#### Required work
What appears from the line containing "async fn get_transaction_count(&self, address: Address)" to the end of the listing below should be copied exactly, with no other lines.

#### Available data
use jsonrpsee::core::async_trait;
use thiserror::Error;

use braid_core::{Address, Branch, Transaction};

#[derive(Debug, Error)]
pub enum MasterError {
    #[error("transaction rejected: {0}")]
    Rejected(String),

    #[error("master service unavailable: {0}")]
    Unavailable(String),
}

/// The master service that executes transactions, tracks balances, and
/// answers count queries. The gateway awaits these calls and owns nothing
/// of the transaction lifecycle beyond them; submission failures propagate
/// to the caller unchanged, with no retry at this layer.
#[async_trait]
pub trait MasterClient: Send + Sync {
    /// Resolve the branch an address lives on and its transaction count.
    async fn get_transaction_count(&self, address: Address) -> Result<(Branch, u64), MasterError>;

    /// Submit a signed transaction for execution on `branch`.
    async fn add_tx(&self, tx: Transaction, branch: Branch) -> Result<(), MasterError>;
}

#### Solution for this problem
    async fn get_transaction_count(&self, address: Address) -> Result<(Branch, u64), MasterError>;

    /// Submit a signed transaction for execution on `branch`.
    async fn add_tx(&self, tx: Transaction, branch: Branch) -> Result<(), MasterError>;
}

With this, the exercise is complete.